Hatchery chinook wouldn’t open until October north of Point Ayock, while a non-selective coho fishery would begin in August.

South of Point Ayock, anglers could go after coho and mark-selective chinook starting in July.

Dungeness River

Proposed hatchery coho limits for a Dungeness River season running from Oct. 16 to Jan. 31 include a daily limit of six, four of which may be adults, from the river mouth all the way up to the forks at the Dungeness Forks Campground. Fish must be 12 inches or longer in length.

Big Quilcene River

Nothing is expected to change on the Big Quilcene River from Rodgers Street to U.S. Highway 101, where anglers should expect the four adult coho limit 12 inches or longer in length regulations to stay the same for a fishery running from Aug. 16 to Oct. 31.

Skokomish River

A curious “TBD” appears on the Skokomish River stretch from the Tacoma Powerlines to U.S. Highway 101, which has been closed to fishing since 2016 when the Skokomish Tribe blocked public access to the lower stretch of the river bordering its reservation.
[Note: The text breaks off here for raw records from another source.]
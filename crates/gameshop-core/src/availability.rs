//! # Inventory Availability Gate
//!
//! A game is either on the shelf or out with a customer.
//!
//! ```text
//!            commit_rental / commit_sale
//!   available ─────────────────────────────► unavailable
//!       ▲                                         │
//!       └──────────────── commit_return ──────────┘
//! ```
//!
//! The setters are idempotent. The transaction orchestrator flips the
//! stored flag through [`GameStore::set_availability`] only after the
//! rental, sale or return write it belongs to has succeeded.
//!
//! [`GameStore::set_availability`]: crate::store::GameStore::set_availability

use crate::types::Game;

pub fn mark_unavailable(game: &mut Game) {
    game.is_available = false;
}

pub fn mark_available(game: &mut Game) {
    game.is_available = true;
}

#[cfg(test)]
mod tests {
    use super::*;
    use crate::money::Money;
    use crate::platform::Platform;
    use crate::types::ListingType;

    #[test]
    fn test_setters_are_idempotent() {
        let mut game = Game::new("Zelda", "Adventure", Platform::Ps5, ListingType::Sale, Money::zero());

        mark_unavailable(&mut game);
        mark_unavailable(&mut game);
        assert!(!game.is_available);

        mark_available(&mut game);
        mark_available(&mut game);
        assert!(game.is_available);
    }
}
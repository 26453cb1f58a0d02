//! # Game Repository
//!
//! The catalogue and the availability flag.
//!
//! ## Platform Column
//! ```text
//! games.platform (TEXT)  ──► Platform::from_code
//!   "PS5"                      Some(Platform::Ps5)
//!   "PC_ANY"                   Some(Platform::PcAny)
//!   "DREAMCAST"                None  → never compatible, never listed
//! ```

use async_trait::async_trait;
use sqlx::SqlitePool;
use tracing::{debug, warn};

use gameshop_core::{CoreResult, Game, GameStore, ListingType, Platform};

use crate::error::{DbError, DbResult};

#[derive(Debug, Clone, sqlx::FromRow)]
struct GameRecord {
    id: String,
    title: String,
    genre: String,
    platform: String,
    listing: ListingType,
    price_cents: i64,
    is_available: bool,
}

impl From<GameRecord> for Game {
    fn from(r: GameRecord) -> Self {
        let platform = Platform::from_code(&r.platform);
        if platform.is_none() {
            warn!(id = %r.id, platform = %r.platform, "Unrecognised platform code");
        }

        Game {
            id: r.id,
            title: r.title,
            genre: r.genre,
            platform,
            listing: r.listing,
            price_cents: r.price_cents,
            is_available: r.is_available,
        }
    }
}

const SELECT_GAME: &str = r#"
    SELECT id, title, genre, platform, listing, price_cents, is_available
    FROM games
"#;

/// Repository for game database operations.
#[derive(Debug, Clone)]
pub struct GameRepository {
    pool: SqlitePool,
}

impl GameRepository {
    pub fn new(pool: SqlitePool) -> Self {
        GameRepository { pool }
    }

    pub async fn get_by_id(&self, id: &str) -> DbResult<Option<Game>> {
        let record = sqlx::query_as::<_, GameRecord>(&format!("{SELECT_GAME} WHERE id = ?1"))
            .bind(id)
            .fetch_optional(&self.pool)
            .await?;

        Ok(record.map(Game::from))
    }

    /// Available games of one listing type, ordered by title.
    ///
    /// Platform filtering happens in the policy core, not in SQL, so that
    /// generation wildcards and unknown codes follow one rule.
    pub async fn list_available(&self, listing: ListingType) -> DbResult<Vec<Game>> {
        debug!(listing = %listing, "Listing available games");

        let records = sqlx::query_as::<_, GameRecord>(&format!(
            "{SELECT_GAME} WHERE listing = ?1 AND is_available = 1 ORDER BY title COLLATE NOCASE"
        ))
        .bind(listing)
        .fetch_all(&self.pool)
        .await?;

        Ok(records.into_iter().map(Game::from).collect())
    }

    /// Whole catalogue, ordered by title.
    pub async fn list_all(&self) -> DbResult<Vec<Game>> {
        let records = sqlx::query_as::<_, GameRecord>(&format!(
            "{SELECT_GAME} ORDER BY title COLLATE NOCASE"
        ))
        .fetch_all(&self.pool)
        .await?;

        Ok(records.into_iter().map(Game::from).collect())
    }

    /// Inserts a game. A game without a platform is stored under an empty
    /// code and will never be listed.
    pub async fn insert(&self, game: &Game) -> DbResult<()> {
        debug!(id = %game.id, title = %game.title, "Inserting game");

        sqlx::query(
            r#"
            INSERT INTO games (id, title, genre, platform, listing, price_cents, is_available)
            VALUES (?1, ?2, ?3, ?4, ?5, ?6, ?7)
            "#,
        )
        .bind(&game.id)
        .bind(&game.title)
        .bind(&game.genre)
        .bind(game.platform.map(|p| p.code()).unwrap_or_default())
        .bind(game.listing)
        .bind(game.price_cents)
        .bind(game.is_available)
        .execute(&self.pool)
        .await?;

        Ok(())
    }

    /// Sets the availability flag. Setting the current value again is fine.
    pub async fn set_availability(&self, id: &str, available: bool) -> DbResult<()> {
        debug!(id = %id, available, "Setting game availability");

        let result = sqlx::query("UPDATE games SET is_available = ?1 WHERE id = ?2")
            .bind(available)
            .bind(id)
            .execute(&self.pool)
            .await?;

        if result.rows_affected() == 0 {
            return Err(DbError::not_found("Game", id));
        }

        Ok(())
    }
}

#[async_trait]
impl GameStore for GameRepository {
    async fn get_by_id(&self, id: &str) -> CoreResult<Option<Game>> {
        Ok(GameRepository::get_by_id(self, id).await?)
    }

    async fn list_available(&self, listing: ListingType) -> CoreResult<Vec<Game>> {
        Ok(GameRepository::list_available(self, listing).await?)
    }

    async fn insert(&self, game: &Game) -> CoreResult<()> {
        Ok(GameRepository::insert(self, game).await?)
    }

    async fn set_availability(&self, id: &str, available: bool) -> CoreResult<()> {
        Ok(GameRepository::set_availability(self, id, available).await?)
    }
}

// =============================================================================
// Unit Tests
// =============================================================================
The Tribe’s move came about when the U.S. Department of the Interior issued an opinion affirming the river was part of the reservation and not controlled by the state.

Now, the state Attorney General’s office, which can’t sue the tribe or the federal government because the two governments have sovereign immunity, could bait the feds into a lawsuit by allowing Fish and Wildlife to open a recreational fishery.

I’m not sure how the state could do so without angering the Skokomish Tribe, which could become a sticking point between Fish and Wildlife and tribal co-managers.

New licenses

A reminder that if you are age 15 or older, your 2017-18 fishing or hunting license expired at midnight last Sunday.

Young people under age 15 can fish for free.

Licenses and permits are available online at fishhunt.dfw.wa.gov, by phone at 866-246-9453 and from a variety of sporting goods stores and license dealers around Jefferson and Clallam counties and across the state.